July 16, 2018Tropical Disease
Malaria is a mosquito-borne infectious disease affecting humans and other animals caused by parasitic protozoans (a group of single-celled microorganisms) belonging to the Plasmodium type. Malaria causes symptoms that typically include fever, tiredness, vomiting, and headaches. In severe cases it can cause yellow skin, seizures, coma, or death. Symptoms usually begin ten to fifteen days after being bitten. If not properly treated, people may have recurrences of the disease months later. In those who have recently survived an infection, reinfection usually causes milder symptoms. This partial resistance disappears over months to years if the person has no continuing exposure to malaria.
The disease is most commonly transmitted by an infected female Anopheles mosquito. The mosquito bite introduces the parasites from the mosquito's saliva into a person's blood. The parasites travel to the liver where they mature and reproduce. Five species of Plasmodium can infect and be spread by humans. Most deaths are caused by P. falciparum because P. vivax, P. ovale, and P. malariae, generally cause a milder form of malaria. The species P. knowlesi rarely causes disease in humans. Malaria is typically diagnosed by the microscopic examination of blood using blood films, or with antigen-based rapid diagnostic tests. Methods that use the polymerase chain reaction to detect the parasite's DNA have been developed, but are not widely used in areas where malaria is common due to their cost and complexity.

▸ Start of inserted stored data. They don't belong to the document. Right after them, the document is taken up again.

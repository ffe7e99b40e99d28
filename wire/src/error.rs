use thiserror::Error;

/// Failures that can occur while decoding or encoding a wire-level value.
///
/// Kept narrow and mechanical on purpose: anything that requires protocol
/// *meaning* (unexpected message type for the current session state, replay,
/// auth failure) belongs to `near_core::SessionError`, not here.
#[derive(Debug, Error, PartialEq, Eq)]
pub enum Error {
	#[error("unexpected end of buffer: wanted {wanted} bytes, {available} remained")]
	UnexpectedEof { wanted: usize, available: usize },

	#[error("string field was not valid UTF-8")]
	InvalidUtf8,

	#[error("string field was not valid UTF-16")]
	InvalidUtf16,

	#[error("length-prefixed field declared {declared} bytes, which exceeds the {limit} byte sanity limit")]
	FieldTooLarge { declared: usize, limit: usize },

	#[error("additional header table was not terminated by an End entry before the buffer ran out")]
	UnterminatedHeaderTable,

	#[error("frame declared payload size {declared}, but {actual} bytes of body were written")]
	PayloadSizeMismatch { declared: u32, actual: u32 },

	#[error("frame length prefix {declared} exceeds the {limit} byte sanity limit")]
	FrameTooLarge { declared: usize, limit: usize },

	#[error("unknown message type tag {0}")]
	UnknownMessageType(u8),

	#[error("varint did not terminate within 5 bytes")]
	VarintTooLong,
}

pub type Result<T> = core::result::Result<T, Error>;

During a malarial infection, the vacuole, which is a compartment inside human red blood cells in which malaria parasites reproduce and develop, takes on a distinct spherical shape just minutes before its membrane ruptures, which leads to the release of parasites into the blood stream. According to an article published in Cellular Microbiology (11 July 2018), while working with red blood cells from healthy donors, the authors were able to chemically block the sequence of events leading to this rounding of the vacuole. To track the rounding sequence under a microscope, the authors dyed the membrane of the vacuole with a substance that gives off green light. About 10 minutes before the membrane ruptured, the vacuole morphed from a lumpy, uneven shape to a sphere. Previous studies have shown that malaria parasites use calcium to trigger the biochemical reactions needed for their release from the cell. When the authors treated the cells with a compound that blocks calcium's effect, the vacuoles couldn't transition to the spherical form, trapping the parasites inside the cell.
The authors noted that targeting this sequence could inform new treatment strategies against Plasmodium falciparum, the species of malaria parasite that causes the most deaths worldwide and, in several areas, has become drug-resistant.